Wednesday, June 12, 2013

My Commencement Talk at the U. Buffalo English Department Ceremony in May of 2013.

This is only the last part of the talk:

...I’m going to assume that, unlike say accounting students who strive to become accountants, almost all of you were not attracted to the English major in order to become professional critics. Rather, you were interested in how literature and film helped to shape your approach to your personal life, to friends, family and your family history, and perhaps most acutely to problems in contemporary culture. The way they enabled you to intervene in debates, to discover what needs to be changed and how that change might be accomplished, to ask questions about how things work and how they might work differently.

The founder of Apple Computer, Steve Jobs, once spoke fondly about a calligraphy class he took at Reed College. He described himself as a dilettante at the time, he took the class to expand his artistry and to broaden his knowledge. He said that learning about typography was “beautiful, historical, artistically subtle in a way that science can't capture, and I found it fascinating. None of this had even a hope of any practical application in my life. But ten years later, when we were designing the first Mac computer, it all came back to me. And we designed it all into the Mac. It was the first computer with beautiful typography. If I had never dropped in on that single course in college, the Mac would have never had multiple typefaces or proportionally spaced fonts. And since Windows just copied the Mac, it's likely that no personal computer would have them. Of course it was impossible to connect the dots looking forward when I was in college. But it was very, very clear looking backwards ten years later.”

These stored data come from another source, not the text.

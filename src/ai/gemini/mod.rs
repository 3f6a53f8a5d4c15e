pub mod client;
pub mod text;
pub mod types;

pub use client::GeminiHttpClient;
pub use text::GeminiTextClient;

Not everyone is Steve Jobs, obviously, but in many ways his experience with calligraphy can be a lesson. We approach literature in the belief that something important is at stake, a way to express what it feels like to be alive, even if the immediate application isn’t apparent. In this respect, the instruction you’ve received as an English major may have had less to do with the transfer of knowledge—as if knowledge might be poured from one brain into another—than it did with dramatizing or staging ways of reading, listening, and seeing, with seeking out possible entrances into texts and films and art forms, with finding exits when the bell rang, or perhaps never exiting at all. It happened when we discussed things that are perhaps even unteachable (such as the psyche, the soul, the uncanny, narrative voice, objective correlatives, and the death of the author). But I don’t want to present this as something that only happened when a teacher modeled methods for reading, since it also happened when your reading of Chaucer or Shakespeare collided with the conditions of your lives, your present. It happened when your older teachers encountered your youth: maybe we were confounded by it, maybe we tried to understand you better in order to get a sense of your experiences and to incorporate what you knew into discussions. The roles were reversed, you might say—I learned from you when it came to culture. Our shared experience in the classroom has been cumulative, sometimes over multiple semesters, but the entire time we’ve explored literature together by showing our emotions to emphasize what moved us, and by working hard to articulate and share knowledge with friends and peers. This experience—honing our capacity to understand, to communicate, to imagine and to enable change—was always invaluable, for myself, for your other teachers, and I hope for you as well.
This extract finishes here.